Property industry leaders have urged the new Secretary of State for Housing to continue the good work of his predecessor in raising the profile of the sector.
James Brokenshire was announced yesterday as the new secretary of state to replace Sajid Javid, who was named the Home Secretary following the resignation of Amber Rudd.
And on the first day of his appointment, leaders from across all spheres of the industry encouraged Mr Brokenshire to hit the ground running and get on with implementing measures that were highlighted in last year’s housing white paper.
Melanie Leech, chief executive at the British Property Federation, said: “While it is disappointing to lose Sajid Javid from housing, we welcome James Brokenshire and look forward to working with him to drive forward the government’s multi-tenure approach to new housing delivery and the policy changes to the National Planning Policy Framework.”
According to Brian Berry, chief executive of the Federation of Master Builders, the appointment comes at a “crucial time for the sector”.

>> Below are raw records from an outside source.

//! Transport bridge
//!
//! The protocol engine expects something shaped like a non-blocking socket:
//! reads either return data or `WouldBlock`, writes go out immediately.
//! There is no socket here — inbound bytes are pushed in by the host at
//! arbitrary times and outbound bytes leave through a delivery callback —
//! so this module fakes the socket contract on top of a FIFO queue.

use std::collections::VecDeque;
use std::io;

use tracing::trace;

/// Callback invoked once per engine transmission attempt, synchronously,
/// with the exact bytes the engine wants on the wire.
pub type DeliveryFn = Box<dyn FnMut(&[u8])>;

/// FIFO byte queue standing in for a socket.
///
/// Implements [`io::Read`] (head of the queue, `WouldBlock` when empty) and
/// [`io::Write`] (forwarded to the delivery callback, unbuffered) so the
/// engine can be handed a "socket" it never knows is fake.
#[derive(Default)]
pub struct TransportBridge {
    incoming: VecDeque<u8>,
    delivery: Option<DeliveryFn>,
}

impl TransportBridge {
    pub fn new() -> Self {
        Self::default()
    }

    /// Append inbound bytes to the tail of the queue, in call order.
    ///
    /// The bridge itself enforces no size limit; the host bounds it.
    pub fn push(&mut self, data: &[u8]) {
        trace!(len = data.len(), queued = self.incoming.len(), "push");
        self.incoming.extend(data.iter().copied());
    }

    /// Register the single outbound delivery callback. Replaces any
    /// previously registered callback.
    pub fn register_delivery(&mut self, callback: DeliveryFn) {
        self.delivery = Some(callback);
    }

    /// Drop all queued inbound bytes. Used on fatal error or reset.
    pub fn clear(&mut self) {
        self.incoming.clear();
    }

    pub fn len(&self) -> usize {
        self.incoming.len()
    }

    pub fn is_empty(&self) -> bool {
        self.incoming.is_empty()
    }
}

impl io::Read for TransportBridge {
    fn read(&mut self, buf: &mut [u8]) -> io::Result<usize> {
        if self.incoming.is_empty() {
            return Err(io::ErrorKind::WouldBlock.into());
        }
        let n = buf.len().min(self.incoming.len());
        for slot in buf.iter_mut().take(n) {
            // n <= queue length, checked above
            *slot = self.incoming.pop_front().unwrap();
        }
        trace!(n, remaining = self.incoming.len(), "read");
        Ok(n)
    }
}

impl io::Write for TransportBridge {
    fn write(&mut self, buf: &[u8]) -> io::Result<usize> {
        match self.delivery.as_mut() {
            Some(deliver) => {
                trace!(len = buf.len(), "deliver");
                deliver(buf);
                Ok(buf.len())
            }
            None => Err(io::Error::new(
                io::ErrorKind::BrokenPipe,
                "no delivery callback registered",
            )),
        }
    }

    fn flush(&mut self) -> io::Result<()> {
        // Nothing buffered outbound; every write already left.
        Ok(())
    }
}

He added: “We hope that Brokenshire will build on Javid’s good work, both in terms of raising the profile of housing as an issue at cabinet level and implementing some sound policies aimed at tackling the housing shortage,” said Brian.
“In particular, we are keen to work with the new secretary of state to unleash the capacity of small local housebuilders.
“Last year’s housing white paper and the November Budget statement that followed have given us a blueprint for change, but now we need to get on and do it. We stand ready to help Brokenshire deliver the 300,000 new homes per year needed in England alone.”
Michael Dean, principal at Avamore Capital, said that while the government could say it was taking housing seriously, its actions had yet to back up their claims.
“There’s no accountability when targets are missed because whoever was responsible for those targets would have moved into another position in government,” he added.
Charles McDowell, commercial director of mortgages at Aldermore, welcomed Mr Brokenshire to his new job and said he should continue the work of Javid.
He added: “It is a hugely important job and Sajid Javid has made good strides in tackling some of the big issues impacting the housing market and increasing its profile.
“Housing is an important issue, if not one of the most important issues facing our country. It can only be solved with long-term strategic thinking.
“We have been clear that the government must prioritise the building of homes in the right places with infrastructure and facilities in order that we have the houses that are desperately needed.”
Richard Beresford, chief executive at the National Federation of Builders, said that SMEs had a crucial role in building communities and place-making across all regions of the UK.
He added: “SMEs have a unique understanding of their local communities and smaller [developments] face less opposition.
“Carillion has, hopefully, taught us not to put too much faith in the market’s larger players delivering on public aspirations.”
Who is James Brokenshire?
James Brokenshire studied law at the University of Exeter and worked as a partner at a large international law firm before becoming an MP.
While working at the company, he advised a range of companies, businesses and financial institutions on company law, mergers and acquisitions and corporate finance transactions.
Brokenshire became an MP for Hornchurch and Rainham in 2005. The constituency was abolished five years later and he was elected MP for Old Bexley and Sidcup in 2010.
From 2006, Brokenshire was Shadow Minister for Home Affairs and then became Parliamentary Under Secretary from May 2010 until February 2014. He served as Minister for Immigration and Security at the Home Office from 2014 to 2015 and as Minister for Immigration from May 2015 until July 2016.
He became Secretary of State for Housing, Communities and Local Government on April 30 2018.
In the past, Brokenshire has campaigned on issues such as crime, asylum and immigration and keeping healthcare facilities at his local hospital.